Apparently, most artists did a take-off Radio One jingle during their sessions and the Who were no exception, with a modification on "My Generation" ("talkin' 'bout my favorite station"), before a brief interview with Pete and a tough "Anyway, Anyhow, Anywhere" with an incredible feedback section. Being good Mod boys, they take on the Young Rascals "Good Lovin'" with fun energy, followed by James Brown's "Just You and Me, Darling" (they were a bit too white to really do an effective James Brown cover, but it's a cute try), but their version of "Leavin' Here" is right up there with the Birds for a r'n'r interpretation, "My Generation" is pretty damn close to the original take, although the noise ending is amped up a bit (in a great way!), and they pull out a couple of fine album cuts highlighting their harmonies, "The Good's Gone" and "La-La-La-Lies" then a fast'n'biting "Substitute", a pretty hip take on "Dancing in the Street" with a ferocious fuzz solo, another relatively obscure, but cool, one, "Disguises", and a bane of Roger's existence, the gender-bending hit "I'm a Boy".
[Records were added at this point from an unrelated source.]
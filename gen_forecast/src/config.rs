//! Runtime configuration
//!
//! Every field has a default, so a JSON file only needs the keys it overrides.

use crate::error::{ForecastError, Result};
use crate::models::{GradientBoostingConfig, DEFAULT_SEASON_HOURS};
use serde::{Deserialize, Serialize};
use std::fs;
use std::path::{Path, PathBuf};

/// Hours in one forecast day
pub const HOURS_PER_DAY: usize = 24;

/// How the recursive forecaster treats inference features that fall in a gap
#[derive(Debug, Clone, Copy, PartialEq, Eq, Default, Serialize, Deserialize)]
#[serde(rename_all = "snake_case")]
pub enum GapPolicy {
    /// Hand the incomplete row to the model and log the degradation
    #[default]
    PassThrough,
    /// Abort the forecast with `MissingFeatureError`
    FailFast,
}

/// Paths, horizons and model settings for one deployment
#[derive(Debug, Clone, PartialEq, Serialize, Deserialize)]
#[serde(default)]
pub struct ForecastConfig {
    /// Canonical hourly `timestamp,value` CSV
    pub data_path: PathBuf,
    /// Fitted model artifact
    pub model_path: PathBuf,
    /// Run metadata artifact
    pub metadata_path: PathBuf,
    /// Baseline season period in hours
    pub season_period: usize,
    /// Evaluation window in hours
    pub holdout_hours: usize,
    /// Largest horizon a request may ask for
    pub max_horizon: usize,
    /// Largest number of days a request may ask for
    pub max_days: usize,
    pub model_version: String,
    pub gap_policy: GapPolicy,
    pub boosting: GradientBoostingConfig,
}

impl Default for ForecastConfig {
    fn default() -> Self {
        Self {
            data_path: PathBuf::from("data/processed/generation_de_hourly.csv"),
            model_path: PathBuf::from("models/model.json"),
            metadata_path: PathBuf::from("models/metadata.json"),
            season_period: DEFAULT_SEASON_HOURS,
            holdout_hours: DEFAULT_SEASON_HOURS,
            max_horizon: 744,
            max_days: 31,
            model_version: "v1".to_string(),
            gap_policy: GapPolicy::default(),
            boosting: GradientBoostingConfig::default(),
        }
    }
}

impl ForecastConfig {
    /// Load a configuration file and validate it
    pub fn from_json_file<P: AsRef<Path>>(path: P) -> Result<Self> {
        let path = path.as_ref();
        if !path.exists() {
            return Err(ForecastError::MissingDataError(format!(
                "Config file not found: {}",
                path.display()
            )));
        }

        let raw = fs::read_to_string(path)?;
        let config: ForecastConfig = serde_json::from_str(&raw)?;
        config.validate()?;
        Ok(config)
    }

    /// Check internal consistency of the settings
    pub fn validate(&self) -> Result<()> {
        if self.season_period == 0 {
            return Err(ForecastError::InvalidParameter(
                "season_period must be positive".to_string(),
            ));
        }
        if self.holdout_hours == 0 {
            return Err(ForecastError::InvalidParameter(
                "holdout_hours must be positive".to_string(),
            ));
        }
        if self.max_horizon == 0 || self.max_days == 0 {
            return Err(ForecastError::InvalidParameter(
                "max_horizon and max_days must be positive".to_string(),
            ));
        }
        self.boosting.validate()
    }

    /// Accept a requested horizon in hours, or reject it before any work runs
    pub fn validate_horizon(&self, horizon: usize) -> Result<usize> {
        if horizon == 0 || horizon > self.max_horizon {
            return Err(ForecastError::ValidationError(format!(
                "horizon must be between 1 and {}, got {}",
                self.max_horizon, horizon
            )));
        }
        Ok(horizon)
    }

    /// Horizon in hours for a request expressed in days
    pub fn horizon_for_days(&self, days: usize) -> Result<usize> {
        if days == 0 || days > self.max_days {
            return Err(ForecastError::ValidationError(format!(
                "days must be between 1 and {}, got {}",
                self.max_days, days
            )));
        }
        Ok(days * HOURS_PER_DAY)
    }
}

#[cfg(test)]
mod tests {
    use super::*;
    use crate::error::ErrorKind;

    #[test]
    fn test_partial_json_keeps_defaults() {
        let config: ForecastConfig =
            serde_json::from_str(r#"{"holdout_hours": 48, "gap_policy": "fail_fast"}"#).unwrap();
        assert_eq!(config.holdout_hours, 48);
        assert_eq!(config.gap_policy, GapPolicy::FailFast);
        assert_eq!(config.season_period, 168);
        assert_eq!(config.boosting, GradientBoostingConfig::default());
    }

    #[test]
    fn test_horizon_bounds() {
        let config = ForecastConfig::default();
        assert_eq!(config.validate_horizon(1).unwrap(), 1);
        assert_eq!(config.validate_horizon(744).unwrap(), 744);
        assert_eq!(
            config.validate_horizon(0).unwrap_err().kind(),
            ErrorKind::Validation
        );
        assert!(config.validate_horizon(745).is_err());
    }

    #[test]
    fn test_days_to_horizon() {
        let config = ForecastConfig::default();
        assert_eq!(config.horizon_for_days(7).unwrap(), 168);
        assert_eq!(config.horizon_for_days(31).unwrap(), 744);
        assert!(config.horizon_for_days(0).is_err());
        assert!(config.horizon_for_days(32).is_err());
    }

    #[test]
    fn test_zero_season_rejected() {
        let config = ForecastConfig {
            season_period: 0,
            ..ForecastConfig::default()
        };
        assert!(config.validate().is_err());
    }
}
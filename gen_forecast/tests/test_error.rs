use chrono::{TimeZone, Utc};
use gen_forecast::error::{ErrorKind, ForecastError};
use rstest::rstest;

#[rstest]
#[case(ForecastError::MissingDataError("x".into()), ErrorKind::MissingData)]
#[case(ForecastError::InsufficientHistoryError { needed: 168, got: 3 }, ErrorKind::InsufficientHistory)]
#[case(ForecastError::ValidationError("x".into()), ErrorKind::Validation)]
#[case(ForecastError::InvalidParameter("x".into()), ErrorKind::Validation)]
#[case(ForecastError::ModelError("x".into()), ErrorKind::Model)]
#[case(ForecastError::CsvError("x".into()), ErrorKind::Internal)]
fn test_error_kinds(#[case] err: ForecastError, #[case] kind: ErrorKind) {
    assert_eq!(err.kind(), kind);
}

#[test]
fn test_missing_feature_message_names_context() {
    let err = ForecastError::MissingFeatureError {
        timestamp: Utc.with_ymd_and_hms(2026, 1, 5, 13, 0, 0).unwrap(),
        features: vec!["lag_24".to_string(), "roll_mean_168".to_string()],
    };
    assert_eq!(err.kind(), ErrorKind::MissingFeature);
    assert_eq!(
        err.to_string(),
        "Missing features at 2026-01-05 13:00:00 UTC: lag_24, roll_mean_168"
    );
}

#[test]
fn test_insufficient_history_message() {
    let err = ForecastError::InsufficientHistoryError { needed: 168, got: 3 };
    assert_eq!(
        err.to_string(),
        "Insufficient history: need at least 168 rows, got 3"
    );
}

#[test]
fn test_io_errors_convert() {
    let io = std::io::Error::new(std::io::ErrorKind::NotFound, "gone");
    let err: ForecastError = io.into();
    assert_eq!(err.kind(), ErrorKind::Internal);
}
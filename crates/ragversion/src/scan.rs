//! Directory enumeration for batch tracking.

use std::path::{Path, PathBuf};

use globset::{Glob, GlobSet, GlobSetBuilder};
use walkdir::WalkDir;

use ragversion_core::{Error, Result};

/// Collect regular files under `root` whose file name or root-relative path
/// matches one of `patterns` (default `*`) and none of `exclude`.
///
/// Non-recursive scans only look at the top level. The result is sorted and
/// holds each path once.
pub fn scan_directory(
    root: &Path,
    patterns: &[String],
    exclude: &[String],
    recursive: bool,
) -> Result<Vec<PathBuf>> {
    if !root.is_dir() {
        return Err(Error::io(
            root,
            std::io::Error::new(std::io::ErrorKind::NotFound, "directory does not exist"),
        ));
    }

    let filter = PathFilter::new(patterns, exclude)?;

    let mut walker = WalkDir::new(root).follow_links(false);
    if !recursive {
        walker = walker.max_depth(1);
    }

    let mut files = Vec::new();
    for entry in walker {
        let entry = entry.map_err(|e| {
            let path = e.path().map(Path::to_path_buf).unwrap_or_else(|| root.to_path_buf());
            Error::io(path, e.into())
        })?;
        if !entry.file_type().is_file() {
            continue;
        }

        let path = entry.path();
        let relative = path.strip_prefix(root).unwrap_or(path);
        if filter.matches(relative, Path::new(entry.file_name())) {
            files.push(path.to_path_buf());
        }
    }

    files.sort();
    files.dedup();
    Ok(files)
}

/// Include/exclude globs checked against a file name and its root-relative path.
#[derive(Debug, Clone)]
pub struct PathFilter {
    include: GlobSet,
    exclude: GlobSet,
}

impl PathFilter {
    /// Empty `patterns` include every file.
    pub fn new(patterns: &[String], exclude: &[String]) -> Result<Self> {
        let include = if patterns.is_empty() {
            build_globset(&["*".to_string()])?
        } else {
            build_globset(patterns)?
        };
        Ok(Self {
            include,
            exclude: build_globset(exclude)?,
        })
    }

    pub fn matches(&self, relative: &Path, file_name: &Path) -> bool {
        if self.exclude.is_match(relative) || self.exclude.is_match(file_name) {
            return false;
        }
        self.include.is_match(relative) || self.include.is_match(file_name)
    }
}

fn build_globset(patterns: &[String]) -> Result<GlobSet> {
    let mut builder = GlobSetBuilder::new();
    for pattern in patterns {
        let glob = Glob::new(pattern).map_err(|e| {
            Error::Configuration(format!("invalid glob pattern '{}': {}", pattern, e))
        })?;
        builder.add(glob);
    }
    builder
        .build()
        .map_err(|e| Error::Configuration(format!("invalid glob set: {}", e)))
}

#[cfg(test)]
mod tests {
    use super::*;

    fn fixture() -> tempfile::TempDir {
        let dir = tempfile::tempdir().unwrap();
        std::fs::write(dir.path().join("a.md"), "a").unwrap();
        std::fs::write(dir.path().join("b.txt"), "b").unwrap();
        std::fs::create_dir_all(dir.path().join("sub/deep")).unwrap();
        std::fs::write(dir.path().join("sub/c.md"), "c").unwrap();
        std::fs::write(dir.path().join("sub/deep/d.md"), "d").unwrap();
        dir
    }

    fn names(root: &Path, files: &[PathBuf]) -> Vec<String> {
        files
            .iter()
            .map(|p| p.strip_prefix(root).unwrap().to_string_lossy().replace('\\', "/"))
            .collect()
    }

    #[test]
    fn test_default_pattern_matches_everything() {
        let dir = fixture();
        let files = scan_directory(dir.path(), &[], &[], true).unwrap();
        assert_eq!(
            names(dir.path(), &files),
            vec!["a.md", "b.txt", "sub/c.md", "sub/deep/d.md"]
        );
    }

    #[test]
    fn test_pattern_matches_file_name_at_any_depth() {
        let dir = fixture();
        let files = scan_directory(dir.path(), &["*.md".into()], &[], true).unwrap();
        assert_eq!(
            names(dir.path(), &files),
            vec!["a.md", "sub/c.md", "sub/deep/d.md"]
        );
    }

    #[test]
    fn test_non_recursive_stays_at_top_level() {
        let dir = fixture();
        let files = scan_directory(dir.path(), &["*.md".into()], &[], false).unwrap();
        assert_eq!(names(dir.path(), &files), vec!["a.md"]);
    }

    #[test]
    fn test_overlapping_patterns_yield_each_file_once() {
        let dir = fixture();
        let files =
            scan_directory(dir.path(), &["*.md".into(), "a.*".into()], &[], true).unwrap();
        assert_eq!(files.iter().filter(|p| p.ends_with("a.md")).count(), 1);
    }

    #[test]
    fn test_exclude_patterns() {
        let dir = fixture();
        let files = scan_directory(dir.path(), &[], &["sub/deep/**".into()], true).unwrap();
        assert_eq!(names(dir.path(), &files), vec!["a.md", "b.txt", "sub/c.md"]);
    }

    #[test]
    fn test_missing_directory_is_io_error() {
        let err = scan_directory(Path::new("/no/such/dir"), &[], &[], true).unwrap_err();
        assert_eq!(err.category().as_str(), "io");
    }

    #[test]
    fn test_bad_glob_is_configuration_error() {
        let dir = fixture();
        let err = scan_directory(dir.path(), &["a[".into()], &[], true).unwrap_err();
        assert_eq!(err.category().as_str(), "configuration");
    }
}
use async_trait::async_trait;
use base64::{engine::general_purpose::STANDARD, Engine as _};
use chrono::{DateTime, SecondsFormat, Utc};
use reqwest::{Method, RequestBuilder, StatusCode};
use reqwest::header::CONTENT_RANGE;
use serde::de::{DeserializeOwned, IgnoredAny};
use serde::{Deserialize, Serialize};

use ragversion_core::error::StorageResultExt;
use ragversion_core::models::{
    Chunk, ChunkRecord, Document, DocumentFilter, DocumentSort, StorageStatistics, Version,
    VersionRecord,
};
use ragversion_core::store::Store;
use ragversion_core::{Error, Result};

use crate::compress;
use crate::config::RemoteConfig;

/// Rows requested per page when scanning a whole table.
const PAGE_SIZE: usize = 1000;

#[derive(Debug, Serialize, Deserialize)]
struct ContentRow {
    version_id: String,
    content: String,
    compressed: bool,
    original_size: i64,
}

#[derive(Debug, Serialize, Deserialize)]
struct ChunkContentRow {
    chunk_id: String,
    content: String,
    compressed: bool,
}

#[derive(Debug, Deserialize)]
struct DocumentStatRow {
    file_type: String,
    file_size: i64,
    created_at: DateTime<Utc>,
}


/// [`Store`] implementation over a PostgREST endpoint.
pub struct RemoteStore {
    client: reqwest::Client,
    base_url: String,
    service_key: String,
    compress: bool,
    closed: AtomicBool,
}

fn timestamp_param(ts: &DateTime<Utc>) -> String {
    ts.to_rfc3339_opts(SecondsFormat::Millis, true)
}

/// Total from a `Content-Range` value such as `0-24/3573` or `*/0`.
fn range_total(range: &str) -> Option<i64> {
    range.rsplit_once('/')?.1.trim().parse().ok()
}

fn encode_blob(text: &str, compress: bool) -> Result<(String, bool)> {
    let (bytes, compressed) = compress::encode(text, compress)?;
    Ok((STANDARD.encode(bytes), compressed))
}

fn decode_blob(encoded: &str, compressed: bool) -> Result<String> {
    let bytes = STANDARD
        .decode(encoded)
        .storage_context("stored content is not valid base64")?;
    compress::decode(&bytes, compressed)
}
//! Core data models for RAGVersion.
//!
//! These types flow through the whole tracking pipeline:
//!
//! ```text
//! file ──► ChangeDetector ──► Document + Version ──► ChangeEvent
//!                                   │
//!                                   ▼
//!                   Chunker ──► ChunkDiff ──► Chunk (per version)
//! ```
//!
//! Persisted records ([`Document`], [`Version`], [`Chunk`]) carry string
//! UUIDs and UTC timestamps. Transient results ([`ChangeEvent`],
//! [`ChunkDiff`], [`BatchResult`], [`DiffResult`]) are never stored.

use std::collections::BTreeMap;
use std::fmt;
use std::str::FromStr;

use chrono::{DateTime, SubsecRound, Utc};
use serde::{Deserialize, Serialize};
use uuid::Uuid;

use crate::error::{Error, ErrorCategory};

/// Free-form JSON metadata attached to documents, versions, chunks and events.
pub type Metadata = serde_json::Map<String, serde_json::Value>;

/// Generate a fresh record identifier.
pub fn new_id() -> String {
    Uuid::new_v4().to_string()
}

/// Current time at millisecond precision, the finest resolution every
/// backend stores.
pub fn now() -> DateTime<Utc> {
    Utc::now().trunc_subsecs(3)
}

/// Kind of change a [`Version`] records.
#[derive(Debug, Clone, Copy, PartialEq, Eq, Hash, Serialize, Deserialize)]
#[serde(rename_all = "lowercase")]
pub enum ChangeKind {
    Created,
    Modified,
    Deleted,
    Restored,
}

impl ChangeKind {
    pub fn as_str(&self) -> &'static str {
        match self {
            ChangeKind::Created => "created",
            ChangeKind::Modified => "modified",
            ChangeKind::Deleted => "deleted",
            ChangeKind::Restored => "restored",
        }
    }
}

impl fmt::Display for ChangeKind {
    fn fmt(&self, f: &mut fmt::Formatter<'_>) -> fmt::Result {
        f.write_str(self.as_str())
    }
}

impl FromStr for ChangeKind {
    type Err = Error;

    fn from_str(s: &str) -> Result<Self, Self::Err> {
        match s {
            "created" => Ok(ChangeKind::Created),
            "modified" => Ok(ChangeKind::Modified),
            "deleted" => Ok(ChangeKind::Deleted),
            "restored" => Ok(ChangeKind::Restored),
            other => Err(Error::storage_msg(format!("unknown change kind '{}'", other))),
        }
    }
}

/// A tracked file, identified by its normalized absolute path.
///
/// `current_version` always equals the number of the most recently created
/// [`Version`]. Removing the file on disk does not delete the document; it
/// produces a `deleted` version instead.
#[derive(Debug, Clone, PartialEq, Serialize, Deserialize)]
pub struct Document {
    pub id: String,
    pub file_path: String,
    pub file_name: String,
    /// Extension tag including the dot (`.md`), or `unknown`.
    pub file_type: String,
    pub file_size: i64,
    pub content_hash: String,
    pub created_at: DateTime<Utc>,
    pub updated_at: DateTime<Utc>,
    pub version_count: i64,
    pub current_version: i64,
    #[serde(default)]
    pub metadata: Metadata,
}

/// Immutable snapshot of a document at one point in its history.
#[derive(Debug, Clone, PartialEq, Serialize, Deserialize)]
pub struct Version {
    pub id: String,
    pub document_id: String,
    /// 1-indexed, dense and unique per document.
    pub version_number: i64,
    pub content_hash: String,
    pub file_size: Option<i64>,
    #[serde(rename = "change_type")]
    pub change_kind: ChangeKind,
    pub created_at: DateTime<Utc>,
    pub created_by: Option<String>,
    #[serde(default)]
    pub metadata: Metadata,
}

/// A version together with the text payload to store alongside it.
#[derive(Debug, Clone)]
pub struct VersionRecord {
    pub version: Version,
    pub content: Option<String>,
}

/// A chunk of one version's content.
///
/// Chunk text is stored separately as chunk content, never in `metadata`.
#[derive(Debug, Clone, PartialEq, Serialize, Deserialize)]
pub struct Chunk {
    pub id: String,
    pub document_id: String,
    pub version_id: String,
    /// 0-based position within the version.
    pub chunk_index: i64,
    pub content_hash: String,
    pub token_count: i64,
    pub created_at: DateTime<Utc>,
    #[serde(default)]
    pub metadata: Metadata,
}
More good, clean fun with "Run, Run, Run" (with an extended guitar break), Entwistle's "Boris the Spider", the whimsical "Happy Jack", Daltrey's "See My Way" (although, I know Pete said that he helped with Roger and Keith's numbers, and this has some real Townsend-isms in it), but the biggest revelation is "Pictures of Lily" with a hip organ part! The arrangement is essentially the same, but no French Horn, the guitars seems somewhat changed and the keys effect the entire feel, in a neat way! I actually covered "A Quick One" in a band due to the intensity of their appearance on the Stones' Rock'n'Roll Circus, but this earlier representation is pretty damn perfect, as well. Then we jump from '67 to 1970 for another crack at "Substitute", my fave obscurity, "The Seeker", the stunningly powerful "I'm Free", their extraordinary take on "Shakin' All Over" then another jump to 1973 for a couple of the weaker numbers on the disc - "Relay" and "Long Live Rock" - both good, but not up to their previous standards, and the whole shebang closes with another jingle, this time changing up "Boris the Spider" very briefly!

I'd say that this is a must for any fan - great cuts all the way through!